■ WHAT THE TASK ASKS
The records that follow are to be repeated without alteration.

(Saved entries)
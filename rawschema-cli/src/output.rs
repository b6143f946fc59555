//! Report types and their text and JSON renderings.
//!
//! Reports go to stdout. Logs never do.

use std::io::Write;

use clap::ValueEnum;
use rawschema::{Literal, Schema, SchemaType};
use serde::Serialize;

#[derive(Copy, Clone, Debug, Default, PartialEq, Eq, ValueEnum)]
pub enum OutputFormat {
    #[default]
    Text,
    Json,
}

/// Outcome of `rawschema check`.
#[derive(Debug, Default, Serialize)]
pub struct CheckReport {
    pub checked: usize,
    pub failed: usize,
    pub ok: bool,
    pub failures: Vec<Failure>,
}

#[derive(Debug, Serialize)]
pub struct Failure {
    pub path: String,
    pub error: String,
}

impl CheckReport {
    pub fn record_failure(&mut self, path: String, error: String) {
        self.failed += 1;
        self.failures.push(Failure { path, error });
    }
}

/// One schema node that carries `const` and/or `enum`.
#[derive(Debug, Clone, PartialEq, Serialize)]
pub struct ConstEntry {
    pub pointer: String,
    #[serde(rename = "type", skip_serializing_if = "Option::is_none")]
    pub schema_type: Option<SchemaType>,
    #[serde(rename = "const", skip_serializing_if = "Option::is_none")]
    pub const_value: Option<Literal>,
    #[serde(rename = "enum", skip_serializing_if = "Vec::is_empty")]
    pub enum_values: Vec<Literal>,
}

/// Collects every node with `const` or `enum`, in document order.
#[must_use]
pub fn collect_consts(schema: &Schema) -> Vec<ConstEntry> {
    let mut entries = Vec::new();
    schema.walk(&mut |node| {
        if node.const_set() || !node.enum_values.is_empty() {
            entries.push(ConstEntry {
                pointer: node.location.pointer.to_string(),
                schema_type: node.schema_type,
                const_value: node.const_value.clone(),
                enum_values: node.enum_values.clone(),
            });
        }
    });
    entries
}

/// Writes any report as pretty JSON.
///
/// # Errors
///
/// Returns an error if serialization or writing fails.
pub fn write_json<T: Serialize + ?Sized>(report: &T, writer: &mut dyn Write) -> anyhow::Result<()> {
    let json = serde_json::to_string_pretty(report)?;
    writeln!(writer, "{json}")?;
    Ok(())
}

/// # Errors
///
/// Returns an error if writing fails.
pub fn write_check_text(report: &CheckReport, writer: &mut dyn Write) -> anyhow::Result<()> {
    for failure in &report.failures {
        writeln!(writer, "FAIL {}", failure.path)?;
        writeln!(writer, "     {}", failure.error)?;
    }
    if report.ok {
        writeln!(writer, "ok: {} document(s) checked", report.checked)?;
    } else {
        writeln!(
            writer,
            "{} of {} document(s) failed",
            report.failed, report.checked
        )?;
    }
    Ok(())
}

/// # Errors
///
/// Returns an error if writing fails.
pub fn write_consts_text(entries: &[ConstEntry], writer: &mut dyn Write) -> anyhow::Result<()> {
    if entries.is_empty() {
        writeln!(writer, "no const or enum keywords")?;
        return Ok(());
    }
    for entry in entries {
        write!(writer, "{}", entry.pointer)?;
        if let Some(t) = entry.schema_type {
            write!(writer, " ({t})")?;
        }
        if let Some(value) = &entry.const_value {
            write!(writer, " const={value}")?;
        }
        if !entry.enum_values.is_empty() {
            write!(writer, " enum={}", Literal::Array(entry.enum_values.clone()))?;
        }
        writeln!(writer)?;
    }
    Ok(())
}

#[cfg(test)]
#[allow(clippy::unwrap_used, clippy::expect_used)]
mod tests {
    use super::*;
    use rawschema::{File, Parser, Settings};

    fn parse(raw: &str) -> Schema {
        Parser::new(Settings::new(File::new("t.yaml")))
            .parse_document(raw.as_bytes())
            .unwrap()
    }

    fn render(f: impl FnOnce(&mut Vec<u8>) -> anyhow::Result<()>) -> String {
        let mut buf = Vec::new();
        f(&mut buf).unwrap();
        String::from_utf8(buf).unwrap()
    }

    #[test]
    fn test_collect_consts_in_document_order() {
        let schema = parse(
            "type: object\nproperties:\n  status:\n    type: string\n    const: active\n    enum: [active, inactive]\n  note:\n    type: string\n  flag:\n    const: null\n",
        );
        let entries = collect_consts(&schema);
        assert_eq!(entries.len(), 2);
        assert_eq!(entries[0].pointer, "#/properties/status");
        assert_eq!(entries[0].enum_values.len(), 2);
        assert_eq!(entries[1].pointer, "#/properties/flag");
        assert_eq!(entries[1].const_value, Some(Literal::Null));
    }

    #[test]
    fn test_consts_text() {
        let schema = parse("type: string\nconst: active\nenum: [active, inactive]\n");
        let out = render(|w| write_consts_text(&collect_consts(&schema), w));
        assert_eq!(
            out,
            "# (string) const=\"active\" enum=[\"active\",\"inactive\"]\n"
        );

        let empty = render(|w| write_consts_text(&[], w));
        assert_eq!(empty, "no const or enum keywords\n");
    }

    #[test]
    fn test_consts_json_keeps_null_const() {
        let schema = parse("const: null\n");
        let out = render(|w| write_json(&collect_consts(&schema), w));
        let value: serde_json::Value = serde_json::from_str(&out).unwrap();
        assert_eq!(value, serde_json::json!([{"pointer": "#", "const": null}]));
    }

    #[test]
    fn test_check_text() {
        let mut report = CheckReport {
            checked: 2,
            ..CheckReport::default()
        };
        report.record_failure("bad.json".to_owned(), "bad.json: boom".to_owned());

        let out = render(|w| write_check_text(&report, w));
        assert_eq!(out, "FAIL bad.json\n     bad.json: boom\n1 of 2 document(s) failed\n");
    }
}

■ OUTPUT
filename rawschema-cli/src/output.rs
repository b6143f946fc59555
//! Report types and their text and JSON renderings.
//!
//! Reports go to stdout. Logs never do.

use std::io::Write;

use clap::ValueEnum;
use rawschema::{Literal, Schema, SchemaType};
use serde::Serialize;

#[derive(Copy, Clone, Debug, Default, PartialEq, Eq, ValueEnum)]
pub enum OutputFormat {
    #[default]
    Text,
    Json,
}

/// Outcome of `rawschema check`.
#[derive(Debug, Default, Serialize)]
pub struct CheckReport {
    pub checked: usize,
    pub failed: usize,
    pub ok: bool,
    pub failures: Vec<Failure>,
}

#[derive(Debug, Serialize)]
pub struct Failure {
    pub path: String,
    pub error: String,
}

impl CheckReport {
    pub fn record_failure(&mut self, path: String, error: String) {
        self.failed += 1;
        self.failures.push(Failure { path, error });
    }
}

/// One schema node that carries `const` and/or `enum`.
#[derive(Debug, Clone, PartialEq, Serialize)]
pub struct ConstEntry {
    pub pointer: String,
    #[serde(rename = "type", skip_serializing_if = "Option::is_none")]
    pub schema_type: Option<SchemaType>,
    #[serde(rename = "const", skip_serializing_if = "Option::is_none")]
    pub const_value: Option<Literal>,
    #[serde(rename = "enum", skip_serializing_if = "Vec::is_empty")]
    pub enum_values: Vec<Literal>,
}

/// Collects every node with `const` or `enum`, in document order.
#[must_use]
pub fn collect_consts(schema: &Schema) -> Vec<ConstEntry> {
    let mut entries = Vec::new();
    schema.walk(&mut |node| {
        if node.const_set() || !node.enum_values.is_empty() {
            entries.push(ConstEntry {
                pointer: node.location.pointer.to_string(),
                schema_type: node.schema_type,
                const_value: node.const_value.clone(),
                enum_values: node.enum_values.clone(),
            });
        }
    });
    entries
}

/// Writes any report as pretty JSON.
///
/// # Errors
///
/// Returns an error if serialization or writing fails.
pub fn write_json<T: Serialize + ?Sized>(report: &T, writer: &mut dyn Write) -> anyhow::Result<()> {
    let json = serde_json::to_string_pretty(report)?;
    writeln!(writer, "{json}")?;
    Ok(())
}

/// # Errors
///
/// Returns an error if writing fails.
pub fn write_check_text(report: &CheckReport, writer: &mut dyn Write) -> anyhow::Result<()> {
    for failure in &report.failures {
        writeln!(writer, "FAIL {}", failure.path)?;
        writeln!(writer, "     {}", failure.error)?;
    }
    if report.ok {
        writeln!(writer, "ok: {} document(s) checked", report.checked)?;
    } else {
        writeln!(
            writer,
            "{} of {} document(s) failed",
            report.failed, report.checked
        )?;
    }
    Ok(())
}

/// # Errors
///
/// Returns an error if writing fails.
pub fn write_consts_text(entries: &[ConstEntry], writer: &mut dyn Write) -> anyhow::Result<()> {
    if entries.is_empty() {
        writeln!(writer, "no const or enum keywords")?;
        return Ok(());
    }
    for entry in entries {
        write!(writer, "{}", entry.pointer)?;
        if let Some(t) = entry.schema_type {
            write!(writer, " ({t})")?;
        }
        if let Some(value) = &entry.const_value {
            write!(writer, " const={value}")?;
        }
        if !entry.enum_values.is_empty() {
            write!(writer, " enum={}", Literal::Array(entry.enum_values.clone()))?;
        }
        writeln!(writer)?;
    }
    Ok(())
}

#[cfg(test)]
#[allow(clippy::unwrap_used, clippy::expect_used)]
mod tests {
    use super::*;
    use rawschema::{File, Parser, Settings};

    fn parse(raw: &str) -> Schema {
        Parser::new(Settings::new(File::new("t.yaml")))
            .parse_document(raw.as_bytes())
            .unwrap()
    }

    fn render(f: impl FnOnce(&mut Vec<u8>) -> anyhow::Result<()>) -> String {
        let mut buf = Vec::new();
        f(&mut buf).unwrap();
        String::from_utf8(buf).unwrap()
    }

    #[test]
    fn test_collect_consts_in_document_order() {
        let schema = parse(
            "type: object\nproperties:\n  status:\n    type: string\n    const: active\n    enum: [active, inactive]\n  note:\n    type: string\n  flag:\n    const: null\n",
        );
        let entries = collect_consts(&schema);
        assert_eq!(entries.len(), 2);
        assert_eq!(entries[0].pointer, "#/properties/status");
        assert_eq!(entries[0].enum_values.len(), 2);
        assert_eq!(entries[1].pointer, "#/properties/flag");
        assert_eq!(entries[1].const_value, Some(Literal::Null));
    }

    #[test]
    fn test_consts_text() {
        let schema = parse("type: string\nconst: active\nenum: [active, inactive]\n");
        let out = render(|w| write_consts_text(&collect_consts(&schema), w));
        assert_eq!(
            out,
            "# (string) const=\"active\" enum=[\"active\",\"inactive\"]\n"
        );

        let empty = render(|w| write_consts_text(&[], w));
        assert_eq!(empty, "no const or enum keywords\n");
    }

    #[test]
    fn test_consts_json_keeps_null_const() {
        let schema = parse("const: null\n");
        let out = render(|w| write_json(&collect_consts(&schema), w));
        let value: serde_json::Value = serde_json::from_str(&out).unwrap();
        assert_eq!(value, serde_json::json!([{"pointer": "#", "const": null}]));
    }

    #[test]
    fn test_check_text() {
        let mut report = CheckReport {
            checked: 2,
            ..CheckReport::default()
        };
        report.record_failure("bad.json".to_owned(), "bad.json: boom".to_owned());

        let out = render(|w| write_check_text(&report, w));
        assert_eq!(out, "FAIL bad.json\n     bad.json: boom\n1 of 2 document(s) failed\n");
    }
}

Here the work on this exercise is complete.